What happens next

I have been called a “professional writer” and a “freelance journalist”. Both these people are exaggerating. I’m actually a rarely-commissioned hack and a dilettante blogger who happens to be better with semi-colons than contraception and enjoys a terrifically retarded career path because of that.  But people still sometimes disregard my colossal ignorance and ask me what I think the future of publishing will be. You know who they should be asking? David Simon, whose evidence to the Senate Commerce Committee is one of the most complete and most powerful summaries available of what’s gone wrong for print, and why bloggers can’t replace newspapers:

to read the claims that some new media voices are already making, you would think they need only bulldoze the carcasses of moribund newspapers aside and begin typing. They don’t know what they don’t know – which is a dangerous state for any class of folk — and to those of us who do understand how subtle and complex good reporting can be, their ignorance is as embarrassing as it is seemingly sincere. Indeed, the very phrase citizen journalist strikes my ear as nearly Orwellian. A neighbor who is a good listener and cares about people is a good neighbor; he is not in any sense a citizen social worker. Just as a neighbor with a garden hose and good intentions is not a citizen firefighter. To say so is a heedless insult to trained social workers and firefighters.

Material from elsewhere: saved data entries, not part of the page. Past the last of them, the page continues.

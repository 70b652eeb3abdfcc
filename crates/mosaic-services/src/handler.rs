//! Handler trait for request/response services.
//!
//! Every inbound connection carries exactly one request. The dispatcher
//! picks the handler registered for the request's kind and writes back
//! whatever it returns.

use anyhow::Result;
use async_trait::async_trait;
use mosaic_core::{Message, MessageKind};

/// A service that answers one or more request kinds.
///
/// Failures that the requester should learn about are expressed as a
/// `Status` in the reply. An `Err` means the request could not be answered
/// at all and the connection is closed without a reply.
#[async_trait]
pub trait Handler: Send + Sync {
    /// Request kinds this handler answers.
    fn kinds(&self) -> &'static [MessageKind];

    /// Answer one request.
    async fn handle(&self, request: Message) -> Result<Message>;
}

/// Error for a request routed to a handler that does not own its kind.
pub(crate) fn misrouted(handler: &str, request: &Message) -> anyhow::Error {
    anyhow::anyhow!("{handler} cannot answer {:?}", request.kind())
}
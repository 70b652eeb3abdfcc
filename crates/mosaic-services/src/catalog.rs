//! Catalog store: the files this node holds, keyed by content hash.
//!
//! Entries are immutable: a hash that is present always maps to the bytes
//! that produce it. Replications and imports of the same hash are
//! serialized through `lock_hash`, so a lookup and the commit that follows it
//! cannot interleave with another request for the same content.

use std::sync::{Arc, Mutex, PoisonError};

use bytes::Bytes;
use dashmap::DashMap;
use regex::Regex;
use tokio::sync::OwnedMutexGuard;

use mosaic_core::chunk::file_info;
use mosaic_core::{ContentHash, FileInfo};

/// One resident file.
#[derive(Debug, Clone)]
pub struct CatalogEntry {
    pub info: FileInfo,
    pub data: Bytes,
}

/// A replication request for content that was already present.
#[derive(Debug, Clone)]
pub struct Duplicate {
    /// The entry that already held this content.
    pub existing: FileInfo,
    /// Its bytes, when resident on this node.
    pub data: Option<Bytes>,
}

/// Filename search over one node's own files.
pub trait LocalSearch: Send + Sync {
    fn search_local(&self, pattern: &Regex) -> Vec<FileInfo>;
}

/// In-memory catalog, shared between all handler tasks.
#[derive(Clone, Default)]
pub struct CatalogStore {
    /// file hash → entry
    entries: Arc<DashMap<ContentHash, CatalogEntry>>,
    /// Append-only. Never deduplicated.
    duplicates: Arc<Mutex<Vec<Duplicate>>>,
    /// file hash → replication lock
    hash_locks: Arc<DashMap<ContentHash, Arc<tokio::sync::Mutex<()>>>>,
}

/// Held while a replication for one hash is in progress.
pub struct HashGuard {
    hash: ContentHash,
    locks: Arc<DashMap<ContentHash, Arc<tokio::sync::Mutex<()>>>>,
    _guard: OwnedMutexGuard<()>,
}

impl Drop for HashGuard {
    fn drop(&mut self) {
        // The map and this guard hold one reference each; more means waiters.
        self.locks
            .remove_if(&self.hash, |_, lock| Arc::strong_count(lock) <= 2);
    }
}

impl CatalogStore {
    pub fn new() -> Self {
        Self::default()
    }

    /// Dedup lookup.
    pub fn lookup_by_hash(&self, hash: &ContentHash) -> Option<FileInfo> {
        self.entries.get(hash).map(|e| e.info.clone())
    }

    /// Bytes of a resident file.
    pub fn get(&self, hash: &ContentHash) -> Option<Bytes> {
        self.entries.get(hash).map(|e| e.data.clone())
    }

    /// Insert or overwrite. Callers verify `data` against `info.hash` first.
    pub fn put(&self, info: FileInfo, data: Bytes) {
        tracing::debug!(
            file_hash = %info.hash.short(),
            filename = %info.filename,
            bytes = data.len(),
            "catalog entry stored"
        );
        self.entries.insert(info.hash, CatalogEntry { info, data });
    }

    /// Snapshot of every resident file, ordered by filename.
    pub fn all(&self) -> Vec<FileInfo> {
        let mut files: Vec<FileInfo> = self.entries.iter().map(|e| e.info.clone()).collect();
        files.sort_by(|a, b| a.filename.cmp(&b.filename).then(a.hash.cmp(&b.hash)));
        files
    }

    pub fn record_duplicate(&self, existing: FileInfo, data: Option<Bytes>) {
        tracing::info!(
            file_hash = %existing.hash.short(),
            filename = %existing.filename,
            resident = data.is_some(),
            "duplicate submission recorded"
        );
        self.duplicates
            .lock()
            .unwrap_or_else(PoisonError::into_inner)
            .push(Duplicate { existing, data });
    }

    pub fn duplicates(&self) -> Vec<Duplicate> {
        self.duplicates
            .lock()
            .unwrap_or_else(PoisonError::into_inner)
            .clone()
    }

    pub fn duplicate_count(&self) -> usize {
        self.duplicates
            .lock()
            .unwrap_or_else(PoisonError::into_inner)
            .len()
    }

    pub fn len(&self) -> usize {
        self.entries.len()
    }

    pub fn is_empty(&self) -> bool {
        self.entries.is_empty()
    }

    /// Total resident bytes (for stats).
    pub fn size(&self) -> u64 {
        self.entries.iter().map(|e| e.data.len() as u64).sum()
    }

    /// Serialize work on one content hash. Different hashes never contend.
    pub async fn lock_hash(&self, hash: ContentHash) -> HashGuard {
        let lock = self.hash_locks.entry(hash).or_default().clone();
        let guard = lock.lock_owned().await;
        HashGuard {
            hash,
            locks: self.hash_locks.clone(),
            _guard: guard,
        }
    }

    /// Add a local file, chunked at `chunk_size`. Existing content is left as is.
    ///
    /// Holds the hash lock, so an import racing a replication of the same
    /// content commits exactly once.
    pub async fn import(
        &self,
        filename: impl Into<String>,
        data: Bytes,
        chunk_size: usize,
    ) -> FileInfo {
        let info = file_info(filename, &data, chunk_size);
        let _guard = self.lock_hash(info.hash).await;
        if let Some(existing) = self.lookup_by_hash(&info.hash) {
            tracing::debug!(
                file_hash = %info.hash.short(),
                existing = %existing.filename,
                "import skipped, content already resident"
            );
            return existing;
        }
        self.put(info.clone(), data);
        info
    }
}

impl LocalSearch for CatalogStore {
    fn search_local(&self, pattern: &Regex) -> Vec<FileInfo> {
        self.all()
            .into_iter()
            .filter(|f| pattern.is_match(&f.filename))
            .collect()
    }
}
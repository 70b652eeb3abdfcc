use crate::*;

use mosaic_core::{ReplicateRequest, SearchRequest, Status};

/// A peer serving tampered chunks is rejected; the honest copy wins.
#[tokio::test]
async fn test_corrupt_peer_is_outvoted() -> Result<()> {
    let data = payload(12_000);
    let (liar, _task) = spawn_fake_peer(FakePeer::Corrupt {
        file: data.clone(),
        chunk_size: 4096,
    })
    .await?;
    let cluster = Cluster::start_with(2, vec![liar.clone()], |_| {}).await?;
    let info = cluster.node(0).import("ledger.db", data.clone()).await;

    let response = expect_replicate(
        cluster
            .request(1, ReplicateRequest { file_info: info.clone() })
            .await?,
    )?;

    assert_eq!(response.status, Status::Success);
    let from_liar: Vec<_> = response
        .node_statuses
        .iter()
        .filter(|s| s.node == liar)
        .collect();
    assert_eq!(from_liar.len(), 3);
    assert!(from_liar.iter().all(|s| s.status == Status::ProcessingError));
    assert_eq!(cluster.node(1).catalog().get(&info.hash), Some(data));
    Ok(())
}

/// Only a corrupt source: nothing is committed.
#[tokio::test]
async fn test_corrupt_only_source_commits_nothing() -> Result<()> {
    let data = payload(5_000);
    let (liar, _task) = spawn_fake_peer(FakePeer::Corrupt {
        file: data.clone(),
        chunk_size: 4096,
    })
    .await?;
    let cluster = Cluster::start_with(1, vec![liar], |_| {}).await?;
    let info = mosaic_core::chunk::file_info("ledger.db", &data, 4096);

    let response = expect_replicate(
        cluster
            .request(0, ReplicateRequest { file_info: info.clone() })
            .await?,
    )?;
    assert_eq!(response.status, Status::ProcessingError);
    assert!(cluster.node(0).catalog().is_empty());
    Ok(())
}

/// A peer that never answers costs one timeout, not the whole request.
#[tokio::test]
async fn test_hanging_peer_times_out() -> Result<()> {
    let (hang, _task) = spawn_fake_peer(FakePeer::Hang).await?;
    let cluster = Cluster::start_with(2, vec![hang.clone()], |s| {
        s.replication_timeout = Duration::from_millis(300);
        s.search_timeout = Duration::from_millis(300);
    })
    .await?;
    let info = cluster.node(0).import("slow.bin", payload(3_000)).await;

    let replicated = expect_replicate(
        cluster
            .request(1, ReplicateRequest { file_info: info.clone() })
            .await?,
    )?;
    assert_eq!(replicated.status, Status::Success);
    let hung = replicated
        .node_statuses
        .iter()
        .find(|s| s.node == hang)
        .context("no status for the hanging peer")?;
    assert_eq!(hung.status, Status::NetworkError);

    let searched = expect_search(
        cluster
            .request(1, SearchRequest { regex: "slow".into() })
            .await?,
    )?;
    assert_eq!(searched.results.len(), 3);
    let hung = searched
        .results
        .iter()
        .find(|r| r.node == hang)
        .context("no result for the hanging peer")?;
    assert_eq!(hung.status, Status::NetworkError);
    assert_eq!(hung.files[0].filename, "slow");
    Ok(())
}

#[tokio::test]
async fn test_peer_closing_early_is_network_error() -> Result<()> {
    let (closer, _task) = spawn_fake_peer(FakePeer::Close).await?;
    let cluster = Cluster::start_with(1, vec![closer.clone()], |_| {}).await?;

    let response = expect_search(
        cluster
            .request(0, SearchRequest { regex: ".".into() })
            .await?,
    )?;
    let closed = response
        .results
        .iter()
        .find(|r| r.node == closer)
        .context("no result for the closing peer")?;
    assert_eq!(closed.status, Status::NetworkError);
    Ok(())
}

/// Bytes that are not a frame are a processing failure, not a network one.
#[tokio::test]
async fn test_garbage_reply_is_processing_error() -> Result<()> {
    let (noisy, _task) = spawn_fake_peer(FakePeer::Garbage).await?;
    let cluster = Cluster::start_with(1, vec![noisy.clone()], |_| {}).await?;

    let response = expect_search(
        cluster
            .request(0, SearchRequest { regex: ".".into() })
            .await?,
    )?;
    let noisy = response
        .results
        .iter()
        .find(|r| r.node == noisy)
        .context("no result for the noisy peer")?;
    assert_eq!(noisy.status, Status::ProcessingError);
    Ok(())
}

/// A caller that stalls mid-header is cut off and the node keeps serving.
#[tokio::test]
async fn test_stalled_caller_is_disconnected() -> Result<()> {
    use tokio::io::{AsyncReadExt, AsyncWriteExt};

    let cluster = Cluster::start_with(1, Vec::new(), |s| {
        s.request_timeout = Duration::from_millis(300);
    })
    .await?;
    let address = cluster.address(0);

    let mut stalled = tokio::net::TcpStream::connect((address.host.as_str(), address.port)).await?;
    stalled.write_all(b"MZ\x01").await?;

    let mut buf = [0u8; 16];
    let read = tokio::time::timeout(Duration::from_secs(5), stalled.read(&mut buf))
        .await
        .context("node kept the stalled connection open")?;
    assert_eq!(read.unwrap_or(0), 0);

    let response = expect_search(
        cluster
            .request(0, SearchRequest { regex: ".".into() })
            .await?,
    )?;
    assert_eq!(response.status, Status::Success);
    Ok(())
}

There are several bloggers in my sidebar who do put in the shoe-leather (or whatever the equivalent is in ISP tracking), who go to the meetings, have the contacts, know their terrain. But the costs in time and server space mean that only a few rare people can blog like that, and blog well. Then there are the people who specialise in commenting on the output of the rest of the media (and I’d count myself as a junior member of that group) – it’s an essential check on the mess that reporting has got into, but if all the newspapers in the land dropped dead, casual commentators like me won’t offer much to fill the gap.

What makes Simon’s opinion especially worth hearing is that he does nothing to obscure the newspapers’ part in their own demise:

When I was in journalism school in the 1970s, the threat was television and its immediacy. My professors claimed that in order to survive, newspapers were going to have to cede the ambulance chasing and reactive coverage to TV and instead become more like great magazines. Specialization and detailed beat reporting were the future. We were going to have to explain an increasingly complex world in ways that made us essential to an increasingly educated readership. The scope of coverage would have to go deeper, address more of the world not less. Those were our ambitions. Those were my ambitions.

In Baltimore at least, and I imagine in every other American city served by newspaper-chain journalism, those ambitions were not betrayed by the internet. We had trashed them on our own, years before. Incredibly, we did it for naked, short-term profits and a handful of trinkets to hang on the office wall. And now, having made ourselves less essential, less comprehensive and less able to offer a product that people might purchase online, we pretend to an undeserved martyrdom at the hands of new technology.

Like Clay Shirky, Simon recognises that the future of journalism could be one of many economic models under discussion, it could be something totally novel, or it could be nothing at all – just the long slide into bankruptcy. I’m convinced that there’s a future in paper. It’s a beautiful medium with exceptional creative potential, and a valuable tactile connection to an audience. But current affairs are too quick-moving to live off of design values. The news belongs to the internet, and if it can’t make a living online, it’s going to starve, struggle, and finally die.